## WORK TO BE COMPLETED
Every line below that has "display" in it should be copied.

[Saved data entries]
..............................
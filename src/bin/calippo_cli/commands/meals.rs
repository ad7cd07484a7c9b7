// SPDX-License-Identifier: MIT OR Apache-2.0
// Copyright (c) 2025 Pierre Fitness Intelligence
// ABOUTME: Meal commands for calippo-cli
// ABOUTME: Scanning, manual records, history, daily totals, progression, and goals

use std::path::Path;

use anyhow::{bail, Context, Result};
use calippo::context::AppContext;
use calippo::llm::ImagePayload;
use calippo::models::{ComparedMacro, DailyProgress, NutritionRecord, StreakTier, BADGES};
use calippo::progression::{evolution_progress, ScanOutcome};
use calippo::scanner::ScanResolution;
use chrono::Utc;

use super::current_user;

/// Analyse a photo and record the result
pub async fn scan(ctx: &AppContext, image: &Path) -> Result<()> {
    let user = current_user(ctx).await?;
    let bytes = tokio::fs::read(image)
        .await
        .with_context(|| format!("Failed to read {}", image.display()))?;
    println!("Analysing {}...", image.display());
    match ctx
        .scanner
        .scan(&user.id, ImagePayload::from_bytes(&bytes), Utc::now())
        .await?
    {
        ScanResolution::Completed(outcome) => print_outcome(&outcome),
        ScanResolution::Failed(e) => bail!("{}", e.message),
        ScanResolution::Discarded => println!("Scan was abandoned"),
    }
    Ok(())
}

/// Record a meal with known values
pub async fn record(ctx: &AppContext, record: NutritionRecord) -> Result<()> {
    let user = current_user(ctx).await?;
    let outcome = ctx
        .ledger
        .record_scan(&user.id, record, None, Utc::now())
        .await?;
    print_outcome(&outcome);
    Ok(())
}

fn print_outcome(outcome: &ScanOutcome) {
    let data = &outcome.entry.data;
    println!(
        "{}: {:.0} kcal, {:.1}g protein, {:.1}g carbs, {:.1}g fat (health {:.0})",
        data.food_name, data.calories, data.protein, data.carbs, data.fat, data.health_score
    );
    println!("  {}", data.description);
    println!("  entry {}  streak {}", outcome.entry.id, outcome.streak);
    if let Some(level) = outcome.level_up {
        println!("  Evolved to level {level}!");
    }
    for badge in &outcome.unlocked {
        println!("  Badge unlocked: {} (+{} XP)", badge.name, badge.xp);
    }
}

/// List recorded meals, most recent first
pub async fn history(ctx: &AppContext, limit: usize) -> Result<()> {
    let user = current_user(ctx).await?;
    let entries = ctx.history.list(&user.id).await?;
    if entries.is_empty() {
        println!("No meals recorded");
    }
    for entry in entries.iter().take(limit) {
        println!(
            "{}  {}  {}  {:.0} kcal  P{:.1} C{:.1} F{:.1}",
            entry.id,
            entry.timestamp.format("%Y-%m-%d %H:%M"),
            entry.data.food_name,
            entry.data.calories,
            entry.data.protein,
            entry.data.carbs,
            entry.data.fat
        );
    }
    Ok(())
}

/// Today's totals against the calorie goal
pub async fn today(ctx: &AppContext) -> Result<()> {
    let user = current_user(ctx).await?;
    let day = Utc::now().date_naive();
    let progress = DailyProgress {
        day,
        totals: ctx.history.daily_totals(&user.id, day).await?,
        calorie_goal: ctx.preferences.daily_goal().await?,
    };
    println!(
        "{}: {:.0} / {} kcal over {} meals",
        progress.day, progress.totals.calories, progress.calorie_goal, progress.totals.entries
    );
    println!(
        "  protein {:.1}g  carbs {:.1}g  fat {:.1}g",
        progress.totals.protein, progress.totals.carbs, progress.totals.fats
    );
    if progress.goal_reached() {
        println!("  Goal reached");
    } else {
        println!("  {:.0} kcal remaining", progress.calories_remaining());
    }
    Ok(())
}

/// Compare macros of several entries
pub async fn compare(ctx: &AppContext, ids: &[String]) -> Result<()> {
    let user = current_user(ctx).await?;
    let comparison = ctx.history.compare(&user.id, ids).await?;
    for row in comparison.rows {
        let label = match row.metric {
            ComparedMacro::Protein => "Protein",
            ComparedMacro::Carbs => "Carbs",
            ComparedMacro::Fat => "Fat",
        };
        let cells: Vec<String> = row
            .values
            .iter()
            .map(|(food, grams)| format!("{food} {grams:.1}g"))
            .collect();
        println!("{label:8} {}", cells.join(" | "));
    }
    Ok(())
}

/// Delete one entry
pub async fn delete(ctx: &AppContext, id: &str) -> Result<()> {
    let user = current_user(ctx).await?;
    match ctx.ledger.delete_entry(&user.id, id).await? {
        Some(unlocked) => {
            println!("Deleted {id}");
            for badge in unlocked {
                println!("  Badge unlocked: {} (+{} XP)", badge.name, badge.xp);
            }
        }
        None => println!("No entry {id}"),
    }
    Ok(())
}

/// Delete every entry
pub async fn clear(ctx: &AppContext) -> Result<()> {
    let user = current_user(ctx).await?;
    let removed = ctx.ledger.clear_history(&user.id).await?;
    println!("Deleted {removed} entries");
    Ok(())
}

/// Streak, level, evolution progress, and badges
pub async fn stats(ctx: &AppContext) -> Result<()> {
    let user = current_user(ctx).await?;
    let state = ctx.ledger.state(&user.id).await?;
    let streak = ctx
        .ledger
        .current_streak(&user.id, Utc::now().date_naive())
        .await?;

    println!(
        "Streak: {streak} days ({})  freezes: {}",
        StreakTier::for_days(streak).label(),
        state.freeze_count
    );
    println!("XP: {}  scans: {}", state.xp, state.total_scans);
    println!(
        "Lifetime: protein {:.1}g  carbs {:.1}g  fat {:.1}g",
        state.total_protein, state.total_carbs, state.total_fats
    );

    if let Some(progress) = evolution_progress(&state) {
        println!(
            "Level {}: {} ({})",
            progress.current.level, progress.current.name, progress.current.rarity
        );
        match progress.next {
            Some(next) => println!(
                "  next {}: protein {:.0}% of {}g, scans {:.0}% of {}",
                next.name,
                progress.protein_fraction * 100.0,
                progress.protein_required,
                progress.scans_fraction * 100.0,
                progress.scans_required
            ),
            None => println!("  Final form reached"),
        }
        if let Some(gate) = progress.gate {
            println!("  {}", gate.requirement_text());
        }
    }

    println!("Badges:");
    for badge in BADGES {
        let mark = if state.celebrated_badge_names.contains(badge.name) {
            "x"
        } else {
            " "
        };
        println!("  [{mark}] {} ({}) {}", badge.name, badge.tier.label(), badge.requirement());
    }
    Ok(())
}

/// Show or set the daily calorie goal
pub async fn goal(ctx: &AppContext, calories: Option<u32>) -> Result<()> {
    if let Some(calories) = calories {
        ctx.preferences.set_daily_goal(calories).await?;
    }
    println!("Daily goal: {} kcal", ctx.preferences.daily_goal().await?);
    Ok(())
}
..............................
## ANSWER TO THIS TASK
        .with_context(|| format!("Failed to read {}", image.display()))?;
    println!("Analysing {}...", image.display());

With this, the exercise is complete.